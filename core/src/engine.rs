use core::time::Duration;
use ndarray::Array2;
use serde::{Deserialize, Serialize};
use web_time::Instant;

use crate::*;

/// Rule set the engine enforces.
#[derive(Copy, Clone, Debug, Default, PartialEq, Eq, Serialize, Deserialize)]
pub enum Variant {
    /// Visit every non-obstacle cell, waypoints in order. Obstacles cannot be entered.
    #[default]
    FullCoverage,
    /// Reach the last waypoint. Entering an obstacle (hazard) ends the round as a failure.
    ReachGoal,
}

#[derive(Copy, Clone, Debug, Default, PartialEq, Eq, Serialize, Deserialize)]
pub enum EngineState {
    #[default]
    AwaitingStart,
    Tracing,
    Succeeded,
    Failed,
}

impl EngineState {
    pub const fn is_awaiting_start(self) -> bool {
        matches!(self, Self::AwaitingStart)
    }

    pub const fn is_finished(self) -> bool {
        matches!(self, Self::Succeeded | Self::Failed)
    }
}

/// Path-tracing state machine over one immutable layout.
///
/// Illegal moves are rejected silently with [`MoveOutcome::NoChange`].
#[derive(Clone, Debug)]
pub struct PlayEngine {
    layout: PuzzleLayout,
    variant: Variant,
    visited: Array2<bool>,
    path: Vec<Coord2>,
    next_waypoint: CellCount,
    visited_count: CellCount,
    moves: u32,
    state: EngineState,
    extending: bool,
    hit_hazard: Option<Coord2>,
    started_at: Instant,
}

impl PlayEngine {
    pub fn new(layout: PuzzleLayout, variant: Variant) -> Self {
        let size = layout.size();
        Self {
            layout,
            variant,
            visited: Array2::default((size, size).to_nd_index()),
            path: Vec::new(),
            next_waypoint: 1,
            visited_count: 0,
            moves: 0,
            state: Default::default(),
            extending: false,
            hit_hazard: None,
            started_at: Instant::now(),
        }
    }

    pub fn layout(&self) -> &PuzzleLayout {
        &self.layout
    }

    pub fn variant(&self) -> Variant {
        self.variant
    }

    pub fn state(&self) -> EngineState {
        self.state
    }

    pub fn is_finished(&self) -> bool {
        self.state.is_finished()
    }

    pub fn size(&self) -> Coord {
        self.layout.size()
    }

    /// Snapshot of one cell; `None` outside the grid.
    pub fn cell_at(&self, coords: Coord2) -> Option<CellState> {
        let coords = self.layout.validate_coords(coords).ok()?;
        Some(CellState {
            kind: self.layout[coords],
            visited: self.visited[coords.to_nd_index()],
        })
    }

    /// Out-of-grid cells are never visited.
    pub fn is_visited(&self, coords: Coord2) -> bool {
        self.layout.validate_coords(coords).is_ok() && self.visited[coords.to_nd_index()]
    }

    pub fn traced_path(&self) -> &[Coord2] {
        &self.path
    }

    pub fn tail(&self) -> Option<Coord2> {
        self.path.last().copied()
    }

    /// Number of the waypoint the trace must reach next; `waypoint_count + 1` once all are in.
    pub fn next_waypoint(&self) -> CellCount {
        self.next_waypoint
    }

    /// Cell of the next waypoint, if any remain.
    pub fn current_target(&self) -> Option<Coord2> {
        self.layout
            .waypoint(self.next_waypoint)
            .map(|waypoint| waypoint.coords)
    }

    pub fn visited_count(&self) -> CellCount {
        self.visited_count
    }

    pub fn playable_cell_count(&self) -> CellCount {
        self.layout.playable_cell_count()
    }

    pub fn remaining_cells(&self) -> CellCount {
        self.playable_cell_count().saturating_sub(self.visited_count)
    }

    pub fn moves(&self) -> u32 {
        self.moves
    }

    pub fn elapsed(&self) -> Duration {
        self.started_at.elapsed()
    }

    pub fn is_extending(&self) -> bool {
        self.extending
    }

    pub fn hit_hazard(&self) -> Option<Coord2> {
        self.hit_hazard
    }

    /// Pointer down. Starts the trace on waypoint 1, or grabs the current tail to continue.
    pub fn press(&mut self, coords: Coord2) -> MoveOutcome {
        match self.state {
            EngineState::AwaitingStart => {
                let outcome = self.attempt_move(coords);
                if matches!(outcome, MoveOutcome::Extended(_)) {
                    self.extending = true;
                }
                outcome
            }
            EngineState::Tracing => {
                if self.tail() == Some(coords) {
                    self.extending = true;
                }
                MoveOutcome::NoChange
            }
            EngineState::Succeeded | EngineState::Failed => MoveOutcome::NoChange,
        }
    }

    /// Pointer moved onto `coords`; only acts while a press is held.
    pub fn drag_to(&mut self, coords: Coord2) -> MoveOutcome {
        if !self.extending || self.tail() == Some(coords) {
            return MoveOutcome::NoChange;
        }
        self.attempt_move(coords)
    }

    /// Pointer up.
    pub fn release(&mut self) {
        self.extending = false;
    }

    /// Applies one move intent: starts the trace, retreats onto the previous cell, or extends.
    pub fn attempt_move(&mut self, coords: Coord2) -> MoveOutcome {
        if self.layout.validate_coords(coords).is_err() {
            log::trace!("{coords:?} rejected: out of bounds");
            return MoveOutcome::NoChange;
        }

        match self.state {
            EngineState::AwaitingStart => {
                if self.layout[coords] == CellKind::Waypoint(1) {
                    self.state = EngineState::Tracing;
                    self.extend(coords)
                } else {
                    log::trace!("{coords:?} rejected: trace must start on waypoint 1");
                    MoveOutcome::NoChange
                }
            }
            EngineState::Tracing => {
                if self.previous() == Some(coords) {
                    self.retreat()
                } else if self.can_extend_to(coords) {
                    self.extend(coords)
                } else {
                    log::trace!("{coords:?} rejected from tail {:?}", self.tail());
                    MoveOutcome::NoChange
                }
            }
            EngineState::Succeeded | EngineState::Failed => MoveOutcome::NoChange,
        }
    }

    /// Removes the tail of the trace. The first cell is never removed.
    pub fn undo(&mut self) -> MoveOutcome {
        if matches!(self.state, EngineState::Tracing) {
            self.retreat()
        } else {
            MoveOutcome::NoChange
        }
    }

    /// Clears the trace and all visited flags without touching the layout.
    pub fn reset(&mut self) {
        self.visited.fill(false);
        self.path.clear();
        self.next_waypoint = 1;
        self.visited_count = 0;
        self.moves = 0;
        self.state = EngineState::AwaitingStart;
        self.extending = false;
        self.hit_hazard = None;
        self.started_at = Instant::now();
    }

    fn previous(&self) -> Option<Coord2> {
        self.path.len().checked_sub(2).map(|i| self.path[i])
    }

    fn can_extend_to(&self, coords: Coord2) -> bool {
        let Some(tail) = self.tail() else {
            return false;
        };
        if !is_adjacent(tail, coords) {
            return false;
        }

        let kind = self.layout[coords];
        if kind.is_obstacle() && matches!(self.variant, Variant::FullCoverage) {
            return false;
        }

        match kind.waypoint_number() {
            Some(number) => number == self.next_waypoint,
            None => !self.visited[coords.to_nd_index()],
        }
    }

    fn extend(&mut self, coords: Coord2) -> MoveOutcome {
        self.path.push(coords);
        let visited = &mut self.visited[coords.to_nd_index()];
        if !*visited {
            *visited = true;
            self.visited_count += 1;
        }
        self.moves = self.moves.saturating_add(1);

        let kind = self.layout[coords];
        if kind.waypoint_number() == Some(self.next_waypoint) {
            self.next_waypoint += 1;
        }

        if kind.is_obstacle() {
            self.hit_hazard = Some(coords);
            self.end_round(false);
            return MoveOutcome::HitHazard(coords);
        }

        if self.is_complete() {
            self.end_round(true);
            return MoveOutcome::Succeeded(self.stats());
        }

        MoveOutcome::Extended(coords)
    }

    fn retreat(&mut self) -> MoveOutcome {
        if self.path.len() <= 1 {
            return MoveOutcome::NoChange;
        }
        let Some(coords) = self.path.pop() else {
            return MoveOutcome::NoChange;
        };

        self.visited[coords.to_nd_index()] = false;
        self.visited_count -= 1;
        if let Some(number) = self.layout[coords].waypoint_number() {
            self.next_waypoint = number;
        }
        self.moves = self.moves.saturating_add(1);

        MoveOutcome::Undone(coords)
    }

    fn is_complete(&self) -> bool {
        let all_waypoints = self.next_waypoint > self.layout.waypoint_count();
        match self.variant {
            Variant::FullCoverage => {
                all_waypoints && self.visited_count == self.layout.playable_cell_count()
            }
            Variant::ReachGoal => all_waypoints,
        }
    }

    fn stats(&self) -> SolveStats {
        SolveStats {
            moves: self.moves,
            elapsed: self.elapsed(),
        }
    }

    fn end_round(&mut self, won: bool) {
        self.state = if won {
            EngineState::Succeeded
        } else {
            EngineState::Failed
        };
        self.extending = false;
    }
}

-------------------------

EXERCISE: Search the records for the word "FullCoverage". Copy each line where it appears.

OUTPUT OF THE EXERCISE:
    FullCoverage,
        if kind.is_obstacle() && matches!(self.variant, Variant::FullCoverage) {
            Variant::FullCoverage => {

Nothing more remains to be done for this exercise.